● Entries provided:
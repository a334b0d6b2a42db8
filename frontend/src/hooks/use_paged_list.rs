use serde::de::DeserializeOwned;
use shared::{listing_params, Page, Paging, Resource, SortField, SortOrder};
use wasm_bindgen_futures::spawn_local;
use yew::prelude::*;

use crate::services::api::ApiClient;

#[derive(Clone, PartialEq)]
pub struct PagedListState<T: Clone + PartialEq> {
    pub page: Page<T>,
    pub loading: bool,
    pub paging: Paging,
    pub sort: Option<SortField>,
}

#[derive(Clone, PartialEq)]
pub struct UsePagedListActions {
    pub reload: Callback<()>,
    pub go_to_page: Callback<u32>,
    pub sort_by: Callback<&'static str>,
}

pub struct UsePagedListResult<T: Clone + PartialEq> {
    pub state: PagedListState<T>,
    pub actions: UsePagedListActions,
}

/// Paged, sortable listing of one resource under fixed filter params
#[hook]
pub fn use_paged_list<T>(
    api_client: &ApiClient,
    resource: Resource,
    filter: Vec<(String, String)>,
    page_size: u32,
) -> UsePagedListResult<T>
where
    T: DeserializeOwned + Clone + PartialEq + 'static,
{
    let page = use_state(Page::<T>::empty);
    let loading = use_state(|| false);
    let paging = use_state(|| Paging::first(page_size));
    let sort = use_state(|| Option::<SortField>::None);
    let reloads = use_mut_ref(|| 0u32);
    let latest_request = use_mut_ref(|| 0u64);
    let update = use_force_update();

    {
        let api_client = api_client.clone();
        let page = page.clone();
        let loading = loading.clone();
        let latest_request = latest_request.clone();

        use_effect_with(
            (filter, *paging, (*sort).clone(), *reloads.borrow()),
            move |(filter, paging, sort, _)| {
                let params = listing_params(filter, *paging, sort.as_ref());
                let request = {
                    let mut latest = latest_request.borrow_mut();
                    *latest += 1;
                    *latest
                };
                loading.set(true);

                spawn_local(async move {
                    let result = api_client.query_page::<T>(resource, &params).await;
                    if *latest_request.borrow() != request {
                        return;
                    }
                    match result {
                        Ok(listing) => page.set(listing),
                        Err(e) => log::error!("Failed to load {}: {}", resource, e),
                    }
                    loading.set(false);
                });
                || ()
            },
        );
    }

    let reload = {
        let reloads = reloads.clone();
        use_callback((), move |_: (), _| {
            *reloads.borrow_mut() += 1;
            update.force_update();
        })
    };

    let go_to_page = {
        let paging = paging.clone();
        use_callback((), move |current: u32, _| {
            paging.set(Paging {
                current: current.max(1),
                page_size: paging.page_size,
            });
        })
    };

    let sort_by = {
        let sort = sort.clone();
        use_callback((*sort).clone(), move |field: &'static str, current| {
            let order = current.as_ref().filter(|s| s.field == field).map(|s| s.order);
            sort.set(SortOrder::cycle(order).map(|order| SortField::new(field, order)));
        })
    };

    UsePagedListResult {
        state: PagedListState {
            page: (*page).clone(),
            loading: *loading,
            paging: *paging,
            sort: (*sort).clone(),
        },
        actions: UsePagedListActions {
            reload,
            go_to_page,
            sort_by,
        },
    }
}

● Problem to solve: Copy each line above that contains the string "reloads".

● Response to this task:
    let reloads = use_mut_ref(|| 0u32);
            (filter, *paging, (*sort).clone(), *reloads.borrow()),
        let reloads = reloads.clone();
            *reloads.borrow_mut() += 1;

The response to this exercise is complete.